The classic film Chinatown begins with Los Angeles PI Jake Gittis being hired by a lady who is not the woman that she claims to be. Chinatown was such a major influence on the genre of detective fiction that upon reading a book that predates it by a good fourteen years, I knew exactly what was going on when a client calls on Archie Goodwin for an unusual tailing job. In Too Many Clients, he's the first of what would be several individuals wanting to hire Wolfe and Archie. One or two of them are even who they claim to be.

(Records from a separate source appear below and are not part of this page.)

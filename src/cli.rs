//! CLI argument parsing and command dispatch

use std::str::FromStr;

use anyhow::Result;
use clap::{Parser, Subcommand};
use log::LevelFilter;

use aktualizator::output::OutputConfig;

use crate::commands;

/// Aktualizator - Update and inventory OS, pip and virtualenv packages
#[derive(Parser, Debug)]
#[command(name = "aktualizator")]
#[command(version, about, long_about = None)]
pub struct Cli {
    /// Subcommand to execute
    #[command(subcommand)]
    command: Commands,

    /// Colorize output (always, never, auto)
    #[arg(long, global = true, value_name = "WHEN", default_value = "auto")]
    color: String,

    /// Set log level (error, warn, info, debug, trace)
    #[arg(long, global = true, value_name = "LEVEL", default_value = "info")]
    log_level: String,

    /// Log command traces (same as --log-level debug)
    #[arg(short, long, global = true)]
    verbose: bool,
}

#[derive(Subcommand, Debug)]
enum Commands {
    /// Update every package layer and write the inventory and issues documents
    Run(commands::run::RunArgs),

    /// Repair package mirrors, caches and the launcher without an inventory
    Repair(commands::repair::RepairArgs),
}

impl Cli {
    /// Execute the CLI command
    pub fn execute(self) -> Result<()> {
        init_logging(&self.log_level, self.verbose)?;

        let output = OutputConfig::from_env_and_flag(&self.color);
        output.apply();

        match self.command {
            Commands::Run(args) => commands::run::execute(args, &output),
            Commands::Repair(args) => commands::repair::execute(args, &output),
        }
    }
}

/// Resolve the log filter. `--verbose` wins over `--log-level`.
fn log_filter(log_level: &str, verbose: bool) -> Result<LevelFilter> {
    if verbose {
        return Ok(LevelFilter::Debug);
    }
    LevelFilter::from_str(log_level)
        .map_err(|_| anyhow::anyhow!("Invalid log level: {log_level}\n\nhint: Use one of error, warn, info, debug, trace"))
}

/// Initialize `env_logger`. `RUST_LOG` overrides the flags when set.
fn init_logging(log_level: &str, verbose: bool) -> Result<()> {
    let filter = log_filter(log_level, verbose)?;
    let mut builder = env_logger::Builder::new();
    builder.filter_level(filter).format_timestamp(None);
    if let Ok(spec) = std::env::var("RUST_LOG") {
        builder.parse_filters(&spec);
    }
    // A logger may already be installed when executed from tests.
    let _ = builder.try_init();
    Ok(())
}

Of course, Chinatown goes off in its own direction. Too Many Clients sees the real gentleman turn up dead the same evening that an impostor has hired Archie, leaving a lot of awkward questions and the discovery of a very interesting windowless apartment, its interior covered in racy pin-ups, ostensibly used for late-night "dictation." This is a somewhat more action-oriented adventure than many of the other novels. Archie plants one of the firm's reliable freelance operatives in the apartment to see who will turn up, and this generates a few laughs.
Would "entertaining, but unmemorable" be too great a cliche? I am a little behind on writing these reviews, but I find details from the heavier plot of the next book in the series overwhelming my memory of this one, a book I read just a week ago. Too Many Clients arguably features an atypical flow for a Nero Wolfe adventure, but it's still amusing and while I enjoyed it, it seems after just a very short time to be a little more of a "popcorn" sort of story, and unsatisfying in the long term. That's the problem with being sandwiched between two better books, I suppose.